The skull and crossbones was a common fraternal motif as a symbol of mortality and warning in the late nineteenth and early twentieth centuries. The symbol was adopted, for various reasons, by many sporting teams, clubs, and societies in both America and Europe.

==Adoption by societies==
The skull and crossbones motif was used by many American college fraternities, sororities, and secret societies founded in the nineteenth and twentieth centuries. The most well-known example of this usage is Skull and Bones, a secret society at Yale University which derives its very name from the symbol. Other well-known college fraternal organizations which use the skull and bones in some capacity in their public symbols include but are not limited to Delta Sigma Pi, Kappa Sigma, Sigma Phi Epsilon, Phi Kappa Sigma, Tau Kappa Epsilon, Chi Psi and Zeta Beta Tau Fraternities and Sigma Sigma Sigma, Chi Omega, and Kappa Delta Sororities. Other fraternal groups also use the skull and crossbones in their symbolism or their secret fraternal rituals, including the Knights of Columbus, the Royal Black Institution, Apprentice Boys of Derry, and the Knights Templar degree of Freemasonry.

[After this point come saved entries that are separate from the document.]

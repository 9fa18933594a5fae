//! Tracing/logging initialization.
//!
//! Filtering comes from `RUST_LOG` (default `info`); output shape from
//! `LOG_FORMAT` (`json` or `pretty`).

use std::str::FromStr;

use tracing_subscriber::EnvFilter;

const DEFAULT_FILTER: &str = "info";

#[derive(Debug, Copy, Clone, PartialEq, Eq, Default)]
pub enum LogFormat {
    /// One JSON object per line, for log shippers.
    #[default]
    Json,
    /// Human-readable multi-line output for local runs.
    Pretty,
}

#[derive(Debug, thiserror::Error, Clone, PartialEq, Eq)]
#[error("unknown log format {0:?} (expected \"json\" or \"pretty\")")]
pub struct UnknownLogFormat(pub String);

impl FromStr for LogFormat {
    type Err = UnknownLogFormat;

    fn from_str(s: &str) -> Result<Self, Self::Err> {
        match s.trim().to_ascii_lowercase().as_str() {
            "json" => Ok(LogFormat::Json),
            "pretty" => Ok(LogFormat::Pretty),
            _ => Err(UnknownLogFormat(s.to_string())),
        }
    }
}

#[derive(Debug, Clone, PartialEq, Eq)]
pub struct LogSettings {
    pub format: LogFormat,
    /// Used when `RUST_LOG` is absent or unparsable.
    pub default_filter: String,
}

impl Default for LogSettings {
    fn default() -> Self {
        Self {
            format: LogFormat::default(),
            default_filter: DEFAULT_FILTER.to_string(),
        }
    }
}

impl LogSettings {
    pub fn from_env() -> Result<Self, UnknownLogFormat> {
        let format = match std::env::var("LOG_FORMAT") {
            Ok(raw) if !raw.trim().is_empty() => raw.parse()?,
            _ => LogFormat::default(),
        };
        Ok(Self {
            format,
            ..Self::default()
        })
    }
}

/// Install the global subscriber.
///
/// Safe to call multiple times (subsequent calls are no-ops).
pub fn init(settings: &LogSettings) {
    let filter = EnvFilter::try_from_default_env()
        .unwrap_or_else(|_| EnvFilter::new(&settings.default_filter));

    let builder = tracing_subscriber::fmt()
        .with_env_filter(filter)
        .with_timer(tracing_subscriber::fmt::time::SystemTime);

    let _ = match settings.format {
        LogFormat::Json => builder.json().with_target(false).try_init(),
        LogFormat::Pretty => builder.pretty().try_init(),
    };
}
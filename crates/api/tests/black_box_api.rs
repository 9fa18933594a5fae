use std::sync::Arc;
use std::time::Duration;

use chrono::{Duration as ChronoDuration, Utc};
use jsonwebtoken::{Algorithm, EncodingKey, Header};
use reqwest::StatusCode;
use serde_json::json;

use catalog_api::app::AppServices;
use catalog_api::app::services::InMemoryCatalogBus;
use catalog_auth::{JwtClaims, Role, Scope};
use catalog_events::{CatalogEvent, EventBus, EventEnvelope, Subscription};

const JWT_SECRET: &str = "test-secret";

struct TestServer {
    base_url: String,
    bus: Arc<InMemoryCatalogBus>,
    handle: tokio::task::JoinHandle<()>,
}

impl TestServer {
    async fn spawn() -> Self {
        // Same router as prod, in-memory backends, ephemeral port.
        let (services, bus) = AppServices::in_memory(64);
        let app = catalog_api::app::build_app_with(JWT_SECRET, services);
        let listener = tokio::net::TcpListener::bind("127.0.0.1:0")
            .await
            .expect("failed to bind ephemeral port");
        let addr = listener.local_addr().unwrap();
        let base_url = format!("http://{}", addr);

        let handle = tokio::spawn(async move {
            axum::serve(listener, app).await.unwrap();
        });

        Self { base_url, bus, handle }
    }

    fn url(&self, path: &str) -> String {
        format!("{}{}", self.base_url, path)
    }
}

impl Drop for TestServer {
    fn drop(&mut self) {
        self.handle.abort();
    }
}

fn mint_jwt(roles: Vec<Role>, scopes: Vec<Scope>) -> String {
    let now = Utc::now();
    let claims = JwtClaims {
        sub: "tester".to_string(),
        role: roles,
        scope: scopes,
        issued_at: now,
        expires_at: now + ChronoDuration::minutes(10),
    };

    jsonwebtoken::encode(
        &Header::new(Algorithm::HS256),
        &claims,
        &EncodingKey::from_secret(JWT_SECRET.as_bytes()),
    )
    .expect("failed to encode jwt")
}

fn admin_token() -> String {
    mint_jwt(vec![Role::admin()], vec![])
}

/// The relay delivers asynchronously; poll briefly for the next envelope.
async fn next_event(sub: &Subscription<EventEnvelope<CatalogEvent>>) -> EventEnvelope<CatalogEvent> {
    for _ in 0..100 {
        if let Ok(envelope) = sub.try_recv() {
            return envelope;
        }
        tokio::time::sleep(Duration::from_millis(10)).await;
    }

    panic!("no event delivered within timeout");
}

#[tokio::test]
async fn health_is_public() {
    let srv = TestServer::spawn().await;

    let res = reqwest::get(srv.url("/health")).await.unwrap();

    assert_eq!(res.status(), StatusCode::OK);
    let body: serde_json::Value = res.json().await.unwrap();
    assert_eq!(body, json!({"status": "ok"}));
}

#[tokio::test]
async fn auth_required_for_item_endpoints() {
    let srv = TestServer::spawn().await;
    let client = reqwest::Client::new();

    let res = client.get(srv.url("/items")).send().await.unwrap();
    assert_eq!(res.status(), StatusCode::UNAUTHORIZED);
    let body: serde_json::Value = res.json().await.unwrap();
    assert_eq!(body["error"], "unauthorized");

    let res = client
        .get(srv.url("/items"))
        .bearer_auth("not-a-jwt")
        .send()
        .await
        .unwrap();
    assert_eq!(res.status(), StatusCode::UNAUTHORIZED);
}

#[tokio::test]
async fn tokens_signed_with_another_secret_are_rejected() {
    let srv = TestServer::spawn().await;
    let now = Utc::now();
    let claims = JwtClaims {
        sub: "intruder".to_string(),
        role: vec![Role::admin()],
        scope: vec![],
        issued_at: now,
        expires_at: now + ChronoDuration::minutes(10),
    };
    let forged = jsonwebtoken::encode(
        &Header::new(Algorithm::HS256),
        &claims,
        &EncodingKey::from_secret(b"some-other-secret"),
    )
    .unwrap();

    let res = reqwest::Client::new()
        .get(srv.url("/items"))
        .bearer_auth(forged)
        .send()
        .await
        .unwrap();

    assert_eq!(res.status(), StatusCode::UNAUTHORIZED);
}

#[tokio::test]
async fn read_and_write_scopes_are_not_interchangeable() {
    let srv = TestServer::spawn().await;
    let client = reqwest::Client::new();
    let reader = mint_jwt(vec![], vec![Scope::read_access()]);
    let writer = mint_jwt(vec![], vec![Scope::write_access()]);
    let full = mint_jwt(vec![], vec![Scope::full_access()]);

    // Reader can list but not create.
    let res = client.get(srv.url("/items")).bearer_auth(&reader).send().await.unwrap();
    assert_eq!(res.status(), StatusCode::OK);

    let res = client
        .post(srv.url("/items"))
        .bearer_auth(&reader)
        .json(&json!({"name": "Sword", "description": "Basic", "price": 10.0}))
        .send()
        .await
        .unwrap();
    assert_eq!(res.status(), StatusCode::FORBIDDEN);
    let body: serde_json::Value = res.json().await.unwrap();
    assert_eq!(body["error"], "forbidden");

    // Writer can create but not read.
    let res = client
        .post(srv.url("/items"))
        .bearer_auth(&writer)
        .json(&json!({"name": "Sword", "description": "Basic", "price": 10.0}))
        .send()
        .await
        .unwrap();
    assert_eq!(res.status(), StatusCode::CREATED);

    let res = client.get(srv.url("/items")).bearer_auth(&writer).send().await.unwrap();
    assert_eq!(res.status(), StatusCode::FORBIDDEN);

    // Full access passes Write but not the narrower list/get policy.
    let res = client.get(srv.url("/items")).bearer_auth(&full).send().await.unwrap();
    assert_eq!(res.status(), StatusCode::FORBIDDEN);
}

#[tokio::test]
async fn malformed_requests_are_bad_requests() {
    let srv = TestServer::spawn().await;
    let client = reqwest::Client::new();
    let token = admin_token();

    let res = client
        .get(srv.url("/items/not-a-uuid"))
        .bearer_auth(&token)
        .send()
        .await
        .unwrap();
    assert_eq!(res.status(), StatusCode::BAD_REQUEST);
    let body: serde_json::Value = res.json().await.unwrap();
    assert_eq!(body["error"], "invalid_id");

    let res = client
        .post(srv.url("/items"))
        .bearer_auth(&token)
        .json(&json!({"name": "   ", "description": "Basic", "price": 10.0}))
        .send()
        .await
        .unwrap();
    assert_eq!(res.status(), StatusCode::BAD_REQUEST);
    let body: serde_json::Value = res.json().await.unwrap();
    assert_eq!(body["error"], "validation_error");

    let res = client
        .post(srv.url("/items"))
        .bearer_auth(&token)
        .json(&json!({"name": "Sword", "price": -1.0}))
        .send()
        .await
        .unwrap();
    assert_eq!(res.status(), StatusCode::BAD_REQUEST);
}

#[tokio::test]
async fn sword_lifecycle_create_update_delete() {
    let srv = TestServer::spawn().await;
    let events = srv.bus.subscribe();
    let client = reqwest::Client::new();
    let token = admin_token();

    // Create
    let res = client
        .post(srv.url("/items"))
        .bearer_auth(&token)
        .json(&json!({"name": "Sword", "description": "Basic", "price": 10.0}))
        .send()
        .await
        .unwrap();
    assert_eq!(res.status(), StatusCode::CREATED);
    let location = res
        .headers()
        .get(reqwest::header::LOCATION)
        .unwrap()
        .to_str()
        .unwrap()
        .to_string();
    let created: serde_json::Value = res.json().await.unwrap();
    let id = created["id"].as_str().unwrap().to_string();
    assert_eq!(location, format!("/items/{id}"));
    assert_eq!(created["name"], "Sword");
    assert_eq!(created["description"], "Basic");
    assert_eq!(created["price"], 10.0);
    assert!(created["createdDate"].is_string());

    let envelope = next_event(&events).await;
    assert_eq!(envelope.event_type(), "catalog.item.created");
    assert_eq!(
        serde_json::to_value(envelope.payload()).unwrap(),
        json!({"id": id, "name": "Sword", "description": "Basic", "price": 10.0})
    );

    // Read back
    let res = client.get(srv.url(&location)).bearer_auth(&token).send().await.unwrap();
    assert_eq!(res.status(), StatusCode::OK);
    let fetched: serde_json::Value = res.json().await.unwrap();
    assert_eq!(fetched, created);

    // Update
    let res = client
        .put(srv.url(&location))
        .bearer_auth(&token)
        .json(&json!({"name": "Sword+1", "description": "Basic", "price": 15.0}))
        .send()
        .await
        .unwrap();
    assert_eq!(res.status(), StatusCode::NO_CONTENT);

    let envelope = next_event(&events).await;
    assert_eq!(envelope.event_type(), "catalog.item.updated");
    assert_eq!(
        serde_json::to_value(envelope.payload()).unwrap(),
        json!({"id": id, "name": "Sword+1", "description": "Basic", "price": 15.0})
    );

    let res = client.get(srv.url(&location)).bearer_auth(&token).send().await.unwrap();
    let updated: serde_json::Value = res.json().await.unwrap();
    assert_eq!(updated["price"], 15.0);
    assert_eq!(updated["createdDate"], created["createdDate"]);

    // Delete
    let res = client.delete(srv.url(&location)).bearer_auth(&token).send().await.unwrap();
    assert_eq!(res.status(), StatusCode::NO_CONTENT);

    let envelope = next_event(&events).await;
    assert_eq!(envelope.event_type(), "catalog.item.deleted");
    assert_eq!(serde_json::to_value(envelope.payload()).unwrap(), json!({"id": id}));

    // Gone
    let res = client.get(srv.url(&location)).bearer_auth(&token).send().await.unwrap();
    assert_eq!(res.status(), StatusCode::NOT_FOUND);
    let res = client.delete(srv.url(&location)).bearer_auth(&token).send().await.unwrap();
    assert_eq!(res.status(), StatusCode::NOT_FOUND);

    // Exactly one event per successful mutation.
    assert!(events.try_recv().is_err());
}

#[tokio::test]
async fn updating_a_missing_item_is_not_found() {
    let srv = TestServer::spawn().await;
    let events = srv.bus.subscribe();

    let res = reqwest::Client::new()
        .put(srv.url("/items/0190b6c8-3f5e-7b5a-9c1d-2e3f4a5b6c7d"))
        .bearer_auth(admin_token())
        .json(&json!({"name": "Ghost", "description": "", "price": 1.0}))
        .send()
        .await
        .unwrap();

    assert_eq!(res.status(), StatusCode::NOT_FOUND);
    tokio::time::sleep(Duration::from_millis(50)).await;
    assert!(events.try_recv().is_err());
}

#[tokio::test]
async fn caller_cannot_choose_id_or_created_date() {
    let srv = TestServer::spawn().await;
    let chosen_id = "0190b6c8-3f5e-7b5a-9c1d-2e3f4a5b6c7d";
    let before = Utc::now() - ChronoDuration::seconds(1);

    let res = reqwest::Client::new()
        .post(srv.url("/items"))
        .bearer_auth(admin_token())
        .json(&json!({
            "id": chosen_id,
            "name": "Sword",
            "description": "Basic",
            "price": 10.0,
            "createdDate": "2000-01-01T00:00:00Z"
        }))
        .send()
        .await
        .unwrap();
    assert_eq!(res.status(), StatusCode::CREATED);

    let created: serde_json::Value = res.json().await.unwrap();
    assert_ne!(created["id"], chosen_id);

    let created_date: chrono::DateTime<Utc> = created["createdDate"].as_str().unwrap().parse().unwrap();
    assert!(created_date >= before);
    assert!(created_date <= Utc::now());
}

In fraternal usage, the skull and crossbones – along with full skeletons and the skull alone – are a very common motif due to their common association with death. The significance of these symbols varies from group to group. For some, they are a symbolic reminder of mortality. For others, the symbol has a religious reference (as with the Masonic Knights Templar, for which the skull and bones symbolize Golgotha, the place of Jesus' crucifixion). Another common fraternal use is one of warning wherein the skull and crossbones symbolize a dire warning against betraying the group's secrets and/or failing to keep one's oath.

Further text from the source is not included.